Одесситы любят читать о своем городе - есть такая слабость, благо «количество рассказов и стихов…об Одессе неисчислимо», как справедливо утверждал Константин Паустовский. Он и сам приложил к этому благодатному делу перо и сердце - одесская тема прошла через всё его творчество от юношески восторженного стихотворения «У Ланжерона прибои пели» до сверкающей гранями зрелого таланта повести «Время больших ожиданий».
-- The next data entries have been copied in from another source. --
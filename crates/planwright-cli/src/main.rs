//! Planwright CLI
//!
//! Command-line console for authoring package plans, their evaluation
//! rubrics and the scoring prompts compiled from them.

mod args;
mod cli;
mod renderer;
mod session;

use anyhow::{Context, Result};
use args::{Args, Commands};
use clap::Parser;
use cli::{read_seed_plans, Cli};
use log::info;
use planwright_core::{AssistantConfig, ConsoleBuilder, ListPlans};
use renderer::TerminalRenderer;
use session::Session;
use Commands::*;

#[tokio::main]
async fn main() -> Result<()> {
    env_logger::init();

    let Args {
        config,
        seed_file,
        no_color,
        command,
    } = Args::parse();

    let assistant_config =
        AssistantConfig::load(config.as_deref()).context("Failed to load assistant config")?;
    let seed_plans = match seed_file {
        Some(path) => read_seed_plans(&path)?,
        None => Vec::new(),
    };

    let console = ConsoleBuilder::new()
        .with_seed_plans(seed_plans)
        .with_assistant_config(assistant_config)
        .build()
        .context("Failed to initialize console")?;

    let renderer = TerminalRenderer::new(!no_color);
    let cli = Cli::new(&console, &renderer);

    info!(
        "Planwright started with the {} assistant",
        console.assistant().name()
    );

    match command {
        Some(Validate(args)) => cli.validate(&args.file),
        Some(Compile(args)) => cli.compile(&args.file),
        Some(List(args)) => cli.list_plans(&args.into()).await,
        Some(Show(args)) => cli.show_plan(&args.into()).await,
        Some(Console) => {
            let stdin = tokio::io::BufReader::new(tokio::io::stdin());
            Session::new(&console, &renderer).run(stdin).await
        }
        None => cli.list_plans(&ListPlans::default()).await,
    }
}
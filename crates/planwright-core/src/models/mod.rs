//! Data models for package plans and their evaluation rubrics.
//!
//! This module contains the domain models of the console: the saved
//! [`PackagePlan`], the editable [`PlanDraft`] the wizard works on, and the
//! value types they are built from. Display implementations for these models
//! are located in [`crate::display::models`] to keep data structures apart
//! from presentation logic.
//!
//! # Shape
//!
//! ```text
//! PackagePlan
//! ├── id, name, description, status, enabled
//! ├── package_details: PackageDetails
//! │   ├── target_market: {Market}
//! │   ├── price: NumericInput + currency
//! │   ├── duration: PlanDuration (magnitude + unit)
//! │   ├── benefits / selling_points (newline-delimited)
//! │   └── refined: Refinements (AI suggestions)
//! ├── checkpoints: [Checkpoint { id, category, criteria }]
//! └── scoring_prompt
//! ```
//!
//! # Examples
//!
//! ```rust
//! use planwright_core::models::{Market, NumericInput, PlanDraft};
//!
//! let mut draft = PlanDraft::default();
//! draft.name = "Starter".to_string();
//! draft.package_details.target_market.insert(Market::Sme);
//! draft.package_details.price = NumericInput::from("0");
//!
//! assert!(!draft.package_details.price.is_empty());
//! assert_eq!(draft.package_details.price.as_f64(), Some(0.0));
//! ```

pub mod checkpoint;
pub mod details;
pub mod draft;
pub mod filters;
pub mod plan;
pub mod status;
pub mod summary;


pub use checkpoint::{duplicate_ids, Checkpoint, CheckpointField, Criteria, CriteriaField};
pub use details::{
    split_items, Currency, DurationUnit, Market, NumericInput, PackageDetails, PlanDuration,
    Refinements,
};
pub use draft::PlanDraft;
pub use filters::{EnabledFilter, PlanFilter};
pub use plan::PackagePlan;
pub use status::PlanStatus;
pub use summary::PlanSummary;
Хорошо помню, как весной 1961 года одесское издание этой повести с изображением заснеженной бульварной пушки на обложке стотысячным тиражом выплеснулось на книжные прилавки и пожилая киоскерша на 16-й станции Большого Фонтана на вопрос, покупают ли Паустовского, смачно ответила: «Или его берут!» В то время Одесса все же больше «была Одессой» нежели теперь. И немудрено, что новую, причем, талантливую книгу «за Одессу», к тому же, стоившую пятьдесят копеек «теми деньгами», запоем читал весь город - молодые мамы, восседавшие на Куликовом Поле рядом с причаленными к скамейкам колясками, пассажиры трамваев и кондукторы этих же трамваев, первые отчаянные купальщики в Аркадии, грешным делом, автор этих строк на лекции по сопротивлению материалов, а главное, старые моряки, «заседавшие» на Приморском бульваре, и их «сухопутные» ровесники в Городском саду…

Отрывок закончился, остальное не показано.